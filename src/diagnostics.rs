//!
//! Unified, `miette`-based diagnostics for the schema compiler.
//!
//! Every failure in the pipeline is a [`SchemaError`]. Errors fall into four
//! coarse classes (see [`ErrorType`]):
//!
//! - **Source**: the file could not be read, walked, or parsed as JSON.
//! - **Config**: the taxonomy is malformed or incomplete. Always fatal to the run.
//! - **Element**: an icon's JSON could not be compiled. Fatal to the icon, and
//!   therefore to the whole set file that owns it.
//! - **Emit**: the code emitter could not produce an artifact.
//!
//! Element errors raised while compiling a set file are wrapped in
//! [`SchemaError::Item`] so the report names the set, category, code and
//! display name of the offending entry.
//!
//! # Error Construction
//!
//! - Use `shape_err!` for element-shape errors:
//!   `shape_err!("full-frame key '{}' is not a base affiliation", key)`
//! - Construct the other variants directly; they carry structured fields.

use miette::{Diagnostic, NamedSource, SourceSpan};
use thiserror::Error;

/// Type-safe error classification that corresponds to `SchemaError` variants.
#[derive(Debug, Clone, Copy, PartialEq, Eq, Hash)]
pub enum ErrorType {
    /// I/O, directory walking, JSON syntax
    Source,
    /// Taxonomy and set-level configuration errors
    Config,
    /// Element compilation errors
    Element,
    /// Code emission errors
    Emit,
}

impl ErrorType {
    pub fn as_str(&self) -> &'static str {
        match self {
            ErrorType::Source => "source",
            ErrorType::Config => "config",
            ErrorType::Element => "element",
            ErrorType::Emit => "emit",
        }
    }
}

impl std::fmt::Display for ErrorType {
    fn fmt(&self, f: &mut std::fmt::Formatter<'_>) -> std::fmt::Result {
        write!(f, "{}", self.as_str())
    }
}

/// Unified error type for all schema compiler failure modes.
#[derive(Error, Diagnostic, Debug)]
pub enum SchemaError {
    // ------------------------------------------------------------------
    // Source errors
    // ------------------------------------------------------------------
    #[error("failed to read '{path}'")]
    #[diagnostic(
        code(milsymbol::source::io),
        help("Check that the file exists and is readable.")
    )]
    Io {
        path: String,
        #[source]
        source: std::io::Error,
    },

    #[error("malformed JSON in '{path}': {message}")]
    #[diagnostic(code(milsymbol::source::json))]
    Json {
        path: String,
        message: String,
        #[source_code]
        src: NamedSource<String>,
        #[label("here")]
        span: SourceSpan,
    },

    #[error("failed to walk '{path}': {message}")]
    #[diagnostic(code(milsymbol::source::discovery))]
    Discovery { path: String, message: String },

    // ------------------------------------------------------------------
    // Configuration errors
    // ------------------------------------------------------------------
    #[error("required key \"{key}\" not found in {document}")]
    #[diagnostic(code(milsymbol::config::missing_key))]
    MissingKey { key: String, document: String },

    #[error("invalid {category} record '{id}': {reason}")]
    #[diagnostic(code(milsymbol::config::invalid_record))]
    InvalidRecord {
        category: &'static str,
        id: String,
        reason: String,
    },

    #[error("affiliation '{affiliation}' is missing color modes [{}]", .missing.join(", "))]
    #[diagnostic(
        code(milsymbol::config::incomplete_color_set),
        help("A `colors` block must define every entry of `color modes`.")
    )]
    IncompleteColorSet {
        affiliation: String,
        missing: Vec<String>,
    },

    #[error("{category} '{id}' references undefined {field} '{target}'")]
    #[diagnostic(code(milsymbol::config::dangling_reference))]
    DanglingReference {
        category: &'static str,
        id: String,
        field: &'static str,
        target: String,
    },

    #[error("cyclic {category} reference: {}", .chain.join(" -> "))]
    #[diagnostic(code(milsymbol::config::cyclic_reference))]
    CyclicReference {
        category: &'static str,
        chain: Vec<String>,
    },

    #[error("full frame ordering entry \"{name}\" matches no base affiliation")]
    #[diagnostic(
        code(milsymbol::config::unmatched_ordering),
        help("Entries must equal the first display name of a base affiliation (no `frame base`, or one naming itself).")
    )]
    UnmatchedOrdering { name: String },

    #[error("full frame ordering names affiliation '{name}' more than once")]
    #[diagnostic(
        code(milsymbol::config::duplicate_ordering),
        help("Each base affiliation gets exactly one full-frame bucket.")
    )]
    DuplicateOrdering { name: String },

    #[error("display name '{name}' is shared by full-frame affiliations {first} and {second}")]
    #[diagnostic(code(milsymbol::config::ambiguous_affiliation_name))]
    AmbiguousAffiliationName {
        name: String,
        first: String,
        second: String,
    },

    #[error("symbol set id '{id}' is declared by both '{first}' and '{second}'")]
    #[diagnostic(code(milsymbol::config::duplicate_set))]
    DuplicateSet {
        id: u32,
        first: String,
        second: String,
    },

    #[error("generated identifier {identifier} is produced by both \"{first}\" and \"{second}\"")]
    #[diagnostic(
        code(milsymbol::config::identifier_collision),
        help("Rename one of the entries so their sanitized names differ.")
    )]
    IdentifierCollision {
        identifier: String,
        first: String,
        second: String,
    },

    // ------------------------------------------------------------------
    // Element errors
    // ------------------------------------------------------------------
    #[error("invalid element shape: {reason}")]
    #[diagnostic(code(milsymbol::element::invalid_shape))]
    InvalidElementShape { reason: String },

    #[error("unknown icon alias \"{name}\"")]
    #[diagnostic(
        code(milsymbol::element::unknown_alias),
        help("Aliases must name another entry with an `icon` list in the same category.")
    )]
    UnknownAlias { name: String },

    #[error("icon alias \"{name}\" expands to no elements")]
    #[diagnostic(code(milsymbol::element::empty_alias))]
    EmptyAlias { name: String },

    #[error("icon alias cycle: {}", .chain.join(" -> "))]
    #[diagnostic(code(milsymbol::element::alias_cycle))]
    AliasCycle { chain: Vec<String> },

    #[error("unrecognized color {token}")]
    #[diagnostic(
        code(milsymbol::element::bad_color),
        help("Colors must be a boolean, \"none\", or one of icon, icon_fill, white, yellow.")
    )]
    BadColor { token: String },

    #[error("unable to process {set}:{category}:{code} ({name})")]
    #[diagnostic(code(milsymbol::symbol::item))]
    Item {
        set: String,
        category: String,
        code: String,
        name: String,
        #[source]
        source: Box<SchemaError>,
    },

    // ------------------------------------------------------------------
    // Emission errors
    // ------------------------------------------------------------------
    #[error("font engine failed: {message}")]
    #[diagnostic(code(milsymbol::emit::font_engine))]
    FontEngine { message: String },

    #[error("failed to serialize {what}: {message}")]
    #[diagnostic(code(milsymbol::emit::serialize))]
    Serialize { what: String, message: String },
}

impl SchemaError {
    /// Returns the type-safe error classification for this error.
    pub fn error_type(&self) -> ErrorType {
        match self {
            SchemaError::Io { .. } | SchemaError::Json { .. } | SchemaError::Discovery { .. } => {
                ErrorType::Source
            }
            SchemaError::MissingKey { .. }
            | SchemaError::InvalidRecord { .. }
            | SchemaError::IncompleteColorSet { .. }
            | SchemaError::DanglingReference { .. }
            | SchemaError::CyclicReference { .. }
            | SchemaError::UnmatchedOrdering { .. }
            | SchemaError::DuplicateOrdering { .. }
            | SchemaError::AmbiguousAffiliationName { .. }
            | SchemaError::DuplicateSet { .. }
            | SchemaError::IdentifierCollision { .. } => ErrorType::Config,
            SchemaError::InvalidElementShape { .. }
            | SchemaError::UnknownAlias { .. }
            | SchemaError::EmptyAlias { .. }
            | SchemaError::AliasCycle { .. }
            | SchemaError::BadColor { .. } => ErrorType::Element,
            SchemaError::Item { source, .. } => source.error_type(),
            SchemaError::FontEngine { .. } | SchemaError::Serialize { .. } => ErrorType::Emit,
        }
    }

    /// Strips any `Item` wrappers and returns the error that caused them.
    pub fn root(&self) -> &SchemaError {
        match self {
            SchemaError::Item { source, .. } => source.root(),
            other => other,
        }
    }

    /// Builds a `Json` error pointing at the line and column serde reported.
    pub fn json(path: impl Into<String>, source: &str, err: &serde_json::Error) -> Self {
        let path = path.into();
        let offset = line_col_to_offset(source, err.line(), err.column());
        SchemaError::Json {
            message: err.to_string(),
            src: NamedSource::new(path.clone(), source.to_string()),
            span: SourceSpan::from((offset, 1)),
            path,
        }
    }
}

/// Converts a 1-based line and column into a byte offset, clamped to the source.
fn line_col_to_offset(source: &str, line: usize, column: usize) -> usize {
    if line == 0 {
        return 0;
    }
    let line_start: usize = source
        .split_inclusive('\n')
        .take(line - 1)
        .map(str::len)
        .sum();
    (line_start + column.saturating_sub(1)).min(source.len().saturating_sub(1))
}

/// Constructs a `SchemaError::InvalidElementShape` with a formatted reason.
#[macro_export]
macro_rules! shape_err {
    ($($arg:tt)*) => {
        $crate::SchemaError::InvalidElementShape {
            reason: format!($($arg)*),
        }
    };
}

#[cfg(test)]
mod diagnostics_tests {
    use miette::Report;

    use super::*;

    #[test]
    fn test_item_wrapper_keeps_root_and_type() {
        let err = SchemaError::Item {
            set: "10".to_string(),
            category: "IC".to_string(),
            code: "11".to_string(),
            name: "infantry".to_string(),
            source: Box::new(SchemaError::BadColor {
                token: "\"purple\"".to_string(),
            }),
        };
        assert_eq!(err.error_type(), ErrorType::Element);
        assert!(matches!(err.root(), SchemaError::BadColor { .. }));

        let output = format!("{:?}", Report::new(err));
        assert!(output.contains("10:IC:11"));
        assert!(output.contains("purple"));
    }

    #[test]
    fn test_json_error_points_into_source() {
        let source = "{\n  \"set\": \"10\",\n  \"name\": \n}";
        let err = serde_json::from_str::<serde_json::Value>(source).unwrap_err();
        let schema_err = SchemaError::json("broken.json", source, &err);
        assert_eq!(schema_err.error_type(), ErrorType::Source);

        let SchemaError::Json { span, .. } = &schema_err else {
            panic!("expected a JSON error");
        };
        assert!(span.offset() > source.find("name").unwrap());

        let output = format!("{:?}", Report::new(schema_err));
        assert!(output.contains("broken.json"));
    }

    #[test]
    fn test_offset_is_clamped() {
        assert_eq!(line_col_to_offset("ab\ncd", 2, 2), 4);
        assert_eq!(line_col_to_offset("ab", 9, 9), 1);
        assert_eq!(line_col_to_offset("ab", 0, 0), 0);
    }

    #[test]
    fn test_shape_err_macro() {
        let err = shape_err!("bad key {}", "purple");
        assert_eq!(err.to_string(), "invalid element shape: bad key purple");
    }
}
···
Working from the listing above, pick out every line that has "CyclicReference" and copy it.

*Answer below*.
    CyclicReference {
            | SchemaError::CyclicReference { .. }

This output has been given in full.